As Kim Chernin points out in The Obsession: Reflections in the Tyranny of Slenderness, appropriate weight is a matter of the decade in which you live. She believes feminism has been accompanied first in the twenties and then in the seventies, with a backlash of hatred for women of size: Marilyn Monroe would be today's fat woman. "The reason, I say, that 98% of women gain back the weight they have lost in (diet programs) is simple--the weight belongs to us by nature" It would seem to follow that if we accept variation in height, skin color, ableism, we should be able to recognize fatness as one of many forms of femaleness. Shadow on a Tightrope, a superb collection of writings by fat women, demonstrates that we do not. Edited by Lisa Schoenfielder and Barb Weiser, this book is must reading for those who wish to pursue the connections between anorexia, dieting and the oppression of fat women and therefore to appreciate why we need fat politics to understand eating disorders. "Consider that control over our bodies is the bottom line of the women's movement" (by Marjory Nelson). "Fat and Old, Old and Fat"And "Dieting is Starvation it is self abuse it is self hate" (by Kelly, "Medical crimes") Other articles in the book which explore political aspects of negative attitudes on weight include "The Goddess is Fat", "Conversation with Nancy", Some Thoughts on fat", and the excellent forward.

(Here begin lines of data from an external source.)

//! Placeholder substitution in Word documents.
//!
//! A `.docx` is a zip of XML parts. The body, headers and footers are scanned
//! paragraph by paragraph: the text of all `<w:t>` runs in a paragraph is
//! joined, so a placeholder that Word split across runs is still found. When a
//! paragraph holds a placeholder, its filled text goes into the first run and
//! the remaining runs are emptied; the formatting of the first run wins.

use crate::documents::TemplateError;
use regex::{Captures, Regex};
use std::collections::HashMap;
use std::io::{Cursor, Read, Write};
use std::path::Path;
use zip::write::SimpleFileOptions;
use zip::{CompressionMethod, ZipArchive, ZipWriter};

/// Values for the `{{ key }}` placeholders of a template.
pub type TemplateContext = HashMap<String, String>;

pub fn context<const N: usize>(pairs: [(&str, String); N]) -> TemplateContext {
    pairs.into_iter().map(|(key, value)| (key.to_owned(), value)).collect()
}

struct Patterns {
    paragraph: Regex,
    text_run: Regex,
    placeholder: Regex,
}

impl Patterns {
    fn compile() -> Result<Self, TemplateError> {
        let compile = |pattern: &str| Regex::new(pattern).map_err(|e| TemplateError::Pattern(e.to_string()));
        Ok(Self {
            // Opening tags only; self-closing `<w:p .../>` and `<w:t .../>` hold no text.
            paragraph: compile(r"(?s)<w:p(?:\s(?:[^>]*[^>/])?)?>.*?</w:p>")?,
            text_run: compile(r"(?s)<w:t(?:\s(?:[^>]*[^>/])?)?>(.*?)</w:t>")?,
            placeholder: compile(r"\{\{\s*([A-Za-z_][A-Za-z0-9_]*)\s*\}\}")?,
        })
    }
}

/// Position of a paragraph inside a template, for error messages.
struct Location<'a> {
    path: &'a Path,
    part: &'a str,
    line: usize,
    paragraph: usize,
}

/// Returns a copy of the `.docx` in `template` with every placeholder filled.
/// Parts other than the body, headers and footers are copied unchanged.
pub fn render_docx(path: &Path, template: &[u8], context: &TemplateContext) -> Result<Vec<u8>, TemplateError> {
    let patterns = Patterns::compile()?;
    let archive_error = |error: &dyn std::fmt::Display| TemplateError::Archive {
        path: path.to_path_buf(),
        message: error.to_string(),
    };

    let mut archive = ZipArchive::new(Cursor::new(template)).map_err(|e| archive_error(&e))?;
    let mut writer = ZipWriter::new(Cursor::new(Vec::new()));

    for index in 0..archive.len() {
        let mut entry = archive.by_index(index).map_err(|e| archive_error(&e))?;
        let name = entry.name().to_owned();
        if entry.is_dir() {
            writer.add_directory(name, entry_options()).map_err(|e| archive_error(&e))?;
            continue;
        }

        let mut content = Vec::new();
        entry.read_to_end(&mut content).map_err(|e| archive_error(&e))?;
        if is_text_part(&name) {
            let xml = String::from_utf8(content).map_err(|e| archive_error(&e))?;
            content = fill_part(&xml, context, &patterns, path, &name)?.into_bytes();
        }

        writer.start_file(name, entry_options()).map_err(|e| archive_error(&e))?;
        writer.write_all(&content).map_err(|e| archive_error(&e))?;
    }

    let cursor = writer.finish().map_err(|e| archive_error(&e))?;
    Ok(cursor.into_inner())
}

fn entry_options() -> SimpleFileOptions {
    SimpleFileOptions::default().compression_method(CompressionMethod::Deflated)
}

fn is_text_part(name: &str) -> bool {
    name == "word/document.xml"
        || ((name.starts_with("word/header") || name.starts_with("word/footer")) && name.ends_with(".xml"))
}

fn fill_part(
    xml: &str,
    context: &TemplateContext,
    patterns: &Patterns,
    path: &Path,
    part: &str,
) -> Result<String, TemplateError> {
    let mut output = String::with_capacity(xml.len());
    let mut last = 0;
    for (index, paragraph) in patterns.paragraph.find_iter(xml).enumerate() {
        output.push_str(&xml[last..paragraph.start()]);
        let location = Location {
            path,
            part,
            line: xml[..paragraph.start()].matches('\n').count() + 1,
            paragraph: index + 1,
        };
        output.push_str(&fill_paragraph(paragraph.as_str(), context, patterns, &location)?);
        last = paragraph.end();
    }
    output.push_str(&xml[last..]);
    Ok(output)
}

fn fill_paragraph(
    paragraph: &str,
    context: &TemplateContext,
    patterns: &Patterns,
    location: &Location<'_>,
) -> Result<String, TemplateError> {
    let runs: Vec<Captures<'_>> = patterns.text_run.captures_iter(paragraph).collect();
    let text: String = runs
        .iter()
        .filter_map(|run| run.get(1))
        .map(|inner| inner.as_str())
        .collect();
    if !text.contains("{{") {
        return Ok(paragraph.to_owned());
    }

    let filled = fill_text(&text, context, patterns, location)?;

    let mut output = String::with_capacity(paragraph.len() + filled.len());
    let mut last = 0;
    for (index, run) in runs.iter().enumerate() {
        let Some(whole) = run.get(0) else { continue };
        output.push_str(&paragraph[last..whole.start()]);
        if index == 0 {
            output.push_str(r#"<w:t xml:space="preserve">"#);
            output.push_str(&filled);
            output.push_str("</w:t>");
        } else {
            output.push_str("<w:t/>");
        }
        last = whole.end();
    }
    output.push_str(&paragraph[last..]);
    Ok(output)
}

fn fill_text(
    text: &str,
    context: &TemplateContext,
    patterns: &Patterns,
    location: &Location<'_>,
) -> Result<String, TemplateError> {
    if patterns.placeholder.replace_all(text, "").contains("{{") {
        return Err(TemplateError::Unclosed {
            path: location.path.to_path_buf(),
            part: location.part.to_owned(),
            line: location.line,
            paragraph: location.paragraph,
            snippet: text.chars().take(80).collect(),
        });
    }

    let mut missing: Option<String> = None;
    let filled = patterns.placeholder.replace_all(text, |caps: &Captures<'_>| {
        let key = caps.get(1).map_or("", |m| m.as_str());
        match context.get(key) {
            Some(value) => escape_xml(value),
            None => {
                missing.get_or_insert_with(|| key.to_owned());
                String::new()
            }
        }
    });

    if let Some(key) = missing {
        return Err(TemplateError::UnknownPlaceholder {
            path: location.path.to_path_buf(),
            part: location.part.to_owned(),
            line: location.line,
            paragraph: location.paragraph,
            key,
        });
    }
    Ok(filled.into_owned())
}

fn escape_xml(value: &str) -> String {
    let mut escaped = String::with_capacity(value.len());
    for c in value.chars() {
        match c {
            '&' => escaped.push_str("&amp;"),
            '<' => escaped.push_str("&lt;"),
            '>' => escaped.push_str("&gt;"),
            '"' => escaped.push_str("&quot;"),
            '\'' => escaped.push_str("&apos;"),
            _ => escaped.push(c),
        }
    }
    escaped
}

The more we explore old cookbooks, recipes from other cultures or ruminate on what folks ate 50 or 100 years ago, the more apparent it becomes that grains have been the food base of most peoples: rice, wheat, corn, millet, rye, barley, etc. Grains were the staple harvested from the wild or from planted crops. Earliest women gathered grains and devised ways to carry them back for sharing or storing. Fruits and vegetables supplemented the grains. Fish were and are eaten by peoples near water and meat has been used as an occasional condiment. It is only in the post war years that meat has become an obsession in this country: a three meal a day obsession that we are exporting as a value system to other countries, spreading starvation as a result. Grains have been associated with the earth's abundance or what patronizing writers call goddesses. Grains are our mothers. Demeter and wheat and the corn mother are but two examples. Our sustenance and life blood comes from grains. All over the Earth, the oldest images of both mother and food are personified in Goddesses of grains. Chicomecoatl the Aztec Goddess of food symbolized by a double ear of corn: Ceres/Demeter whose recurrent image is wheat or barley: Dewi Sri the Japanese rice Goddess. Ever since the precepts of psychotherapy have acquired general influence, women have been told our problems are because of our mothers. In the fifties we were told we were neurotic because of them. Now the latest wrinkle is allergies to wheat, corn and fermentation, continuing the tradition. We prefer to remember the value of grains legumes ("that which is gathered") fruits, whether fresh or fermented, yeasted, brewed in all stages from seed to decay. These are what sustain us.